WHAT YOU HAVE TO DO. Below are records; reproduce exactly the lines from the first through the one containing "has gone away.".

════════

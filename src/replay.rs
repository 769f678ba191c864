//! # Capture Replay
//!
//! Acts as the producer side of the result stream for recorded runs. A
//! capture is a JSON-lines file with one [`RecordedResult`] per line; each
//! decoded line is sent into the aggregator's channel, and the sender is
//! dropped at end of input, which closes the stream.
//!
//! Blank lines are skipped. The first malformed line stops the replay with
//! a line-numbered [`ReplayError`].

use crate::defaults;
use crate::error::ReplayError;
use crate::results::{RecordedResult, RequestResult};
use std::path::Path;
use tokio::io::{AsyncBufRead, AsyncBufReadExt, BufReader};
use tokio::sync::mpsc;
use tracing::{debug, warn};

/// Boxed line source for a capture.
pub type CaptureReader = Box<dyn AsyncBufRead + Unpin + Send>;

/// Open a capture file, or stdin when `path` is `-`.
pub async fn open(path: &Path) -> Result<CaptureReader, ReplayError> {
    if path.as_os_str() == defaults::STDIN_PATH {
        debug!("Reading results from stdin");
        return Ok(Box::new(BufReader::new(tokio::io::stdin())));
    }

    debug!("Reading results from {:?}", path);
    let file = tokio::fs::File::open(path).await?;
    Ok(Box::new(BufReader::new(file)))
}

/// Decode one capture line. Returns `Ok(None)` for blank lines.
pub fn decode_line(line: &str, line_no: usize) -> Result<Option<RequestResult>, ReplayError> {
    let trimmed = line.trim();
    if trimmed.is_empty() {
        return Ok(None);
    }

    let record: RecordedResult = serde_json::from_str(trimmed)
        .map_err(|source| ReplayError::InvalidRecord { line: line_no, source })?;
    record.into_result(line_no).map(Some)
}

/// Send every record from `reader` into `tx`, then drop `tx`.
///
/// Returns the number of results sent. Stops early without error if the
/// receiving side has gone away.
pub async fn replay<R>(reader: R, tx: mpsc::Sender<RequestResult>) -> Result<usize, ReplayError>
where
    R: AsyncBufRead + Unpin,
{
    let mut lines = reader.lines();
    let mut line_no = 0;
    let mut sent = 0;

    while let Some(line) = lines.next_line().await? {
        line_no += 1;
        let Some(result) = decode_line(&line, line_no)? else {
            continue;
        };
        if tx.send(result).await.is_err() {
            warn!("Result stream closed by consumer after {} records", sent);
            break;
        }
        sent += 1;
    }

    debug!("Replayed {} results from {} lines", sent, line_no);
    Ok(sent)
}
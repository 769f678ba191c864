//! # hey-report - Main Entry Point
//!
//! Replays a JSON-lines capture of per-request results through the
//! aggregation and reporting pipeline:
//!
//! 1. **Initialize logging**: diagnostics go to stderr via tracing
//! 2. **Parse arguments**: input capture, run duration, output mode
//! 3. **Start the producer**: a task decodes the capture into the result channel
//! 4. **Aggregate**: drain the channel until the producer closes it
//! 5. **Report**: render the summary to stdout or the output file
//!
//! A malformed capture line aborts the run before anything is printed.

use anyhow::{Context, Result};
use clap::Parser;
use hey_report::{
    aggregator::Aggregator,
    cli::Args,
    defaults, logging, replay,
    report::Reporter,
    utils::{format_bytes, format_elapsed},
};
use std::fs::File;
use std::io::{self, BufWriter, Write};
use tokio::sync::mpsc;
use tracing::info;

#[tokio::main]
async fn main() -> Result<()> {
    let args = Args::parse();
    logging::init(args.verbose);

    let mode = args.output_mode();
    info!(
        "Summarising {:?} over {} as {}",
        args.input,
        format_elapsed(args.total),
        mode
    );

    let reader = replay::open(&args.input)
        .await
        .with_context(|| format!("failed to open {:?}", args.input))?;

    let (tx, rx) = mpsc::channel(defaults::CHANNEL_CAPACITY);
    let producer = tokio::spawn(replay::replay(reader, tx));

    let summary = Aggregator::new(args.total).drain(rx).await;
    producer
        .await
        .context("replay task panicked")?
        .with_context(|| format!("failed to replay {:?}", args.input))?;

    info!(
        "{} responses, {} received",
        summary.success_count(),
        format_bytes(summary.size_total())
    );

    let sink: Box<dyn Write> = match &args.output_file {
        Some(path) => Box::new(BufWriter::new(
            File::create(path).with_context(|| format!("failed to create {:?}", path))?,
        )),
        None => Box::new(io::stdout().lock()),
    };

    Reporter::new(sink, mode)
        .print(&summary)
        .context("failed to write report")?;

    Ok(())
}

════════

SOLUTION TO THIS TASK.
filename src/replay.rs
repository 769f678ba191c864
//! # Capture Replay
//!
//! Acts as the producer side of the result stream for recorded runs. A
//! capture is a JSON-lines file with one [`RecordedResult`] per line; each
//! decoded line is sent into the aggregator's channel, and the sender is
//! dropped at end of input, which closes the stream.
//!
//! Blank lines are skipped. The first malformed line stops the replay with
//! a line-numbered [`ReplayError`].

use crate::defaults;
use crate::error::ReplayError;
use crate::results::{RecordedResult, RequestResult};
use std::path::Path;
use tokio::io::{AsyncBufRead, AsyncBufReadExt, BufReader};
use tokio::sync::mpsc;
use tracing::{debug, warn};

/// Boxed line source for a capture.
pub type CaptureReader = Box<dyn AsyncBufRead + Unpin + Send>;

/// Open a capture file, or stdin when `path` is `-`.
pub async fn open(path: &Path) -> Result<CaptureReader, ReplayError> {
    if path.as_os_str() == defaults::STDIN_PATH {
        debug!("Reading results from stdin");
        return Ok(Box::new(BufReader::new(tokio::io::stdin())));
    }

    debug!("Reading results from {:?}", path);
    let file = tokio::fs::File::open(path).await?;
    Ok(Box::new(BufReader::new(file)))
}

/// Decode one capture line. Returns `Ok(None)` for blank lines.
pub fn decode_line(line: &str, line_no: usize) -> Result<Option<RequestResult>, ReplayError> {
    let trimmed = line.trim();
    if trimmed.is_empty() {
        return Ok(None);
    }

    let record: RecordedResult = serde_json::from_str(trimmed)
        .map_err(|source| ReplayError::InvalidRecord { line: line_no, source })?;
    record.into_result(line_no).map(Some)
}

/// Send every record from `reader` into `tx`, then drop `tx`.
///
/// Returns the number of results sent. Stops early without error if the
/// receiving side has gone away.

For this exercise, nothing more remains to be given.